YOUR ASSIGNMENT
Reproduce the records below exactly as they are written.

Collected data entries:
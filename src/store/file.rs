//! File-backed [`CredentialStore`] for CLIs and bots that keep a session across restarts.

// std
use std::{
	fs::{self, File},
	io::Write,
	path::{Path, PathBuf},
};
// self
use crate::{
	_prelude::*,
	auth::{ACCESS_KEY, CredentialPair, REFRESH_KEY},
	store::{CredentialStore, StoreError, StoreFuture},
};

/// Persists the credential pair to a JSON object after each mutation.
///
/// The file holds at most two entries, under the fixed keys [`ACCESS_KEY`] and
/// [`REFRESH_KEY`]; empty credentials are omitted rather than written as empty strings.
#[derive(Clone, Debug)]
pub struct FileStore {
	path: PathBuf,
	inner: Arc<RwLock<CredentialPair>>,
}
impl FileStore {
	/// Opens (or creates) a store at the provided path, eagerly loading existing data.
	pub fn open(path: impl Into<PathBuf>) -> Result<Self, StoreError> {
		let path = path.into();

		Self::ensure_parent_exists(&path)?;

		let snapshot = Self::load_snapshot(&path)?;

		Ok(Self { path, inner: Arc::new(RwLock::new(snapshot)) })
	}

	/// Returns the backing file path.
	pub fn path(&self) -> &Path {
		&self.path
	}

	fn load_snapshot(path: &Path) -> Result<CredentialPair, StoreError> {
		if !path.exists() {
			return Ok(CredentialPair::default());
		}

		let metadata = path.metadata().map_err(|e| StoreError::Backend {
			message: format!("Failed to inspect {}: {e}", path.display()),
		})?;

		if metadata.len() == 0 {
			return Ok(CredentialPair::default());
		}

		let bytes = fs::read(path).map_err(|e| StoreError::Backend {
			message: format!("Failed to read {}: {e}", path.display()),
		})?;
		let mut entries: BTreeMap<String, String> =
			serde_json::from_slice(&bytes).map_err(|e| StoreError::Serialization {
				message: format!("Failed to parse {}: {e}", path.display()),
			})?;

		Ok(CredentialPair::new(
			entries.remove(ACCESS_KEY).unwrap_or_default(),
			entries.remove(REFRESH_KEY).unwrap_or_default(),
		))
	}

	fn ensure_parent_exists(path: &Path) -> Result<(), StoreError> {
		if let Some(parent) = path.parent().filter(|p| !p.as_os_str().is_empty()) {
			fs::create_dir_all(parent).map_err(|e| StoreError::Backend {
				message: format!("Failed to create store directory {}: {e}", parent.display()),
			})?;
		}
		Ok(())
	}

	fn persist_locked(&self, pair: &CredentialPair) -> Result<(), StoreError> {
		Self::ensure_parent_exists(&self.path)?;

		let mut entries = BTreeMap::new();

		if !pair.access.is_empty() {
			entries.insert(ACCESS_KEY, pair.access.expose());
		}
		if !pair.refresh.is_empty() {
			entries.insert(REFRESH_KEY, pair.refresh.expose());
		}

		let serialized =
			serde_json::to_vec_pretty(&entries).map_err(|e| StoreError::Serialization {
				message: format!("Failed to serialize credential snapshot: {e}"),
			})?;
		let mut tmp_path = self.path.clone();

		tmp_path.set_extension("tmp");

		{
			let mut file = File::create(&tmp_path).map_err(|e| StoreError::Backend {
				message: format!("Failed to create {}: {e}", tmp_path.display()),
			})?;

			file.write_all(&serialized).map_err(|e| StoreError::Backend {
				message: format!("Failed to write {}: {e}", tmp_path.display()),
			})?;
			file.sync_all().map_err(|e| StoreError::Backend {
				message: format!("Failed to sync {}: {e}", tmp_path.display()),
			})?;
		}

		fs::rename(&tmp_path, &self.path).map_err(|e| StoreError::Backend {
			message: format!("Failed to replace {}: {e}", self.path.display()),
		})
	}
}
impl CredentialStore for FileStore {
	fn get(&self) -> StoreFuture<'_, CredentialPair> {
		Box::pin(async move { Ok(self.inner.read().clone()) })
	}

	fn set<'a>(
		&'a self,
		access: Option<&'a str>,
		refresh: Option<&'a str>,
	) -> StoreFuture<'a, ()> {
		Box::pin(async move {
			let mut guard = self.inner.write();
			let mut next = guard.clone();

			next.apply(access, refresh);
			self.persist_locked(&next)?;
			*guard = next;

			Ok(())
		})
	}

	fn clear(&self) -> StoreFuture<'_, ()> {
		Box::pin(async move {
			let mut guard = self.inner.write();
			let next = CredentialPair::default();

			self.persist_locked(&next)?;
			*guard = next;

			Ok(())
		})
	}
}

#[cfg(test)]
mod tests {
	// std
	use std::{env, process};
	// crates.io
	use tokio::runtime::Runtime;
	// self
	use super::*;

	fn temp_path() -> PathBuf {
		let unique = format!(
			"bearer_session_file_store_{}_{}.json",
			process::id(),
			OffsetDateTime::now_utc().unix_timestamp_nanos(),
		);

		env::temp_dir().join(unique)
	}

	#[test]
	fn set_and_reload_round_trip() {
		let path = temp_path();
		let store = FileStore::open(&path).expect("Failed to open file store snapshot.");
		let rt = Runtime::new().expect("Failed to build Tokio runtime for file store test.");

		rt.block_on(store.set(Some("a1"), Some("r1")))
			.expect("Failed to write credentials to file store.");
		rt.block_on(store.set(Some("a2"), None)).expect("Failed to rotate access credential.");
		drop(store);

		let reopened = FileStore::open(&path).expect("Failed to reopen file store snapshot.");
		let pair =
			rt.block_on(reopened.get()).expect("Failed to read credentials from file store.");

		assert_eq!(pair, CredentialPair::new("a2", "r1"));

		fs::remove_file(&path).unwrap_or_else(|e| {
			panic!("Failed to remove temporary file store snapshot {}: {e}", path.display())
		});
	}

	#[test]
	fn clear_removes_both_keys_on_disk() {
		let path = temp_path();
		let store = FileStore::open(&path).expect("Failed to open file store snapshot.");
		let rt = Runtime::new().expect("Failed to build Tokio runtime for file store test.");

		rt.block_on(store.set(Some("a1"), Some("r1")))
			.expect("Failed to write credentials to file store.");
		rt.block_on(store.clear()).expect("Failed to clear file store.");

		let raw = fs::read_to_string(&path).expect("Cleared snapshot should remain readable.");
		let entries: BTreeMap<String, String> =
			serde_json::from_str(&raw).expect("Cleared snapshot should be a JSON object.");

		assert!(entries.is_empty());
		assert!(
			rt.block_on(store.get()).expect("Failed to read cleared file store.").is_empty()
		);

		fs::remove_file(&path).unwrap_or_else(|e| {
			panic!("Failed to remove temporary file store snapshot {}: {e}", path.display())
		});
	}

	#[test]
	fn open_rejects_corrupt_snapshot() {
		let path = temp_path();

		fs::write(&path, b"not json").expect("Failed to seed corrupt snapshot.");

		let err = FileStore::open(&path).expect_err("Corrupt snapshots should not load.");

		assert!(matches!(err, StoreError::Serialization { .. }));

		fs::remove_file(&path).unwrap_or_else(|e| {
			panic!("Failed to remove temporary file store snapshot {}: {e}", path.display())
		});
	}
}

EXPECTED ANSWER
filename src/store/file.rs
//! File-backed [`CredentialStore`] for CLIs and bots that keep a session across restarts.

// std
use std::{
	fs::{self, File},
	io::Write,
	path::{Path, PathBuf},
};
// self
use crate::{
	_prelude::*,
	auth::{ACCESS_KEY, CredentialPair, REFRESH_KEY},
	store::{CredentialStore, StoreError, StoreFuture},
};

/// Persists the credential pair to a JSON object after each mutation.
///
/// The file holds at most two entries, under the fixed keys [`ACCESS_KEY`] and
/// [`REFRESH_KEY`]; empty credentials are omitted rather than written as empty strings.
#[derive(Clone, Debug)]
pub struct FileStore {
	path: PathBuf,
	inner: Arc<RwLock<CredentialPair>>,
}
impl FileStore {
	/// Opens (or creates) a store at the provided path, eagerly loading existing data.
	pub fn open(path: impl Into<PathBuf>) -> Result<Self, StoreError> {
		let path = path.into();

		Self::ensure_parent_exists(&path)?;

		let snapshot = Self::load_snapshot(&path)?;

		Ok(Self { path, inner: Arc::new(RwLock::new(snapshot)) })
	}

	/// Returns the backing file path.
	pub fn path(&self) -> &Path {
		&self.path
	}

	fn load_snapshot(path: &Path) -> Result<CredentialPair, StoreError> {
		if !path.exists() {
			return Ok(CredentialPair::default());
		}

		let metadata = path.metadata().map_err(|e| StoreError::Backend {
			message: format!("Failed to inspect {}: {e}", path.display()),
		})?;

		if metadata.len() == 0 {
			return Ok(CredentialPair::default());
		}

		let bytes = fs::read(path).map_err(|e| StoreError::Backend {
			message: format!("Failed to read {}: {e}", path.display()),
		})?;
		let mut entries: BTreeMap<String, String> =
			serde_json::from_slice(&bytes).map_err(|e| StoreError::Serialization {
				message: format!("Failed to parse {}: {e}", path.display()),
			})?;

		Ok(CredentialPair::new(
			entries.remove(ACCESS_KEY).unwrap_or_default(),
			entries.remove(REFRESH_KEY).unwrap_or_default(),
		))
	}

	fn ensure_parent_exists(path: &Path) -> Result<(), StoreError> {
		if let Some(parent) = path.parent().filter(|p| !p.as_os_str().is_empty()) {
			fs::create_dir_all(parent).map_err(|e| StoreError::Backend {
				message: format!("Failed to create store directory {}: {e}", parent.display()),
			})?;
		}
		Ok(())
	}

	fn persist_locked(&self, pair: &CredentialPair) -> Result<(), StoreError> {
		Self::ensure_parent_exists(&self.path)?;

		let mut entries = BTreeMap::new();

		if !pair.access.is_empty() {
			entries.insert(ACCESS_KEY, pair.access.expose());
		}
		if !pair.refresh.is_empty() {
			entries.insert(REFRESH_KEY, pair.refresh.expose());
		}

		let serialized =
			serde_json::to_vec_pretty(&entries).map_err(|e| StoreError::Serialization {
				message: format!("Failed to serialize credential snapshot: {e}"),
			})?;
		let mut tmp_path = self.path.clone();

		tmp_path.set_extension("tmp");

		{
			let mut file = File::create(&tmp_path).map_err(|e| StoreError::Backend {
				message: format!("Failed to create {}: {e}", tmp_path.display()),
			})?;

			file.write_all(&serialized).map_err(|e| StoreError::Backend {
				message: format!("Failed to write {}: {e}", tmp_path.display()),
			})?;
			file.sync_all().map_err(|e| StoreError::Backend {
				message: format!("Failed to sync {}: {e}", tmp_path.display()),
			})?;
		}

		fs::rename(&tmp_path, &self.path).map_err(|e| StoreError::Backend {
			message: format!("Failed to replace {}: {e}", self.path.display()),
		})
	}
}
impl CredentialStore for FileStore {
	fn get(&self) -> StoreFuture<'_, CredentialPair> {
		Box::pin(async move { Ok(self.inner.read().clone()) })
	}

	fn set<'a>(
		&'a self,
		access: Option<&'a str>,
		refresh: Option<&'a str>,
	) -> StoreFuture<'a, ()> {
		Box::pin(async move {
			let mut guard = self.inner.write();
			let mut next = guard.clone();

			next.apply(access, refresh);
			self.persist_locked(&next)?;
			*guard = next;

			Ok(())
		})
	}

	fn clear(&self) -> StoreFuture<'_, ()> {
		Box::pin(async move {
			let mut guard = self.inner.write();
			let next = CredentialPair::default();

			self.persist_locked(&next)?;
			*guard = next;

			Ok(())
		})
	}
}

#[cfg(test)]
mod tests {
	// std
	use std::{env, process};
	// crates.io
	use tokio::runtime::Runtime;
	// self
	use super::*;

	fn temp_path() -> PathBuf {
		let unique = format!(
			"bearer_session_file_store_{}_{}.json",
			process::id(),
			OffsetDateTime::now_utc().unix_timestamp_nanos(),
		);

		env::temp_dir().join(unique)
	}

	#[test]
	fn set_and_reload_round_trip() {
		let path = temp_path();
		let store = FileStore::open(&path).expect("Failed to open file store snapshot.");
		let rt = Runtime::new().expect("Failed to build Tokio runtime for file store test.");

		rt.block_on(store.set(Some("a1"), Some("r1")))
			.expect("Failed to write credentials to file store.");
		rt.block_on(store.set(Some("a2"), None)).expect("Failed to rotate access credential.");
		drop(store);

		let reopened = FileStore::open(&path).expect("Failed to reopen file store snapshot.");
		let pair =
			rt.block_on(reopened.get()).expect("Failed to read credentials from file store.");

		assert_eq!(pair, CredentialPair::new("a2", "r1"));

		fs::remove_file(&path).unwrap_or_else(|e| {
			panic!("Failed to remove temporary file store snapshot {}: {e}", path.display())
		});
	}

	#[test]
	fn clear_removes_both_keys_on_disk() {
		let path = temp_path();
		let store = FileStore::open(&path).expect("Failed to open file store snapshot.");
		let rt = Runtime::new().expect("Failed to build Tokio runtime for file store test.");

		rt.block_on(store.set(Some("a1"), Some("r1")))
			.expect("Failed to write credentials to file store.");
		rt.block_on(store.clear()).expect("Failed to clear file store.");

		let raw = fs::read_to_string(&path).expect("Cleared snapshot should remain readable.");
		let entries: BTreeMap<String, String> =
			serde_json::from_str(&raw).expect("Cleared snapshot should be a JSON object.");

		assert!(entries.is_empty());
		assert!(
			rt.block_on(store.get()).expect("Failed to read cleared file store.").is_empty()
		);

		fs::remove_file(&path).unwrap_or_else(|e| {
			panic!("Failed to remove temporary file store snapshot {}: {e}", path.display())
		});
	}

	#[test]
	fn open_rejects_corrupt_snapshot() {
		let path = temp_path();

		fs::write(&path, b"not json").expect("Failed to seed corrupt snapshot.");

		let err = FileStore::open(&path).expect_err("Corrupt snapshots should not load.");

		assert!(matches!(err, StoreError::Serialization { .. }));

		fs::remove_file(&path).unwrap_or_else(|e| {
			panic!("Failed to remove temporary file store snapshot {}: {e}", path.display())
		});
	}
}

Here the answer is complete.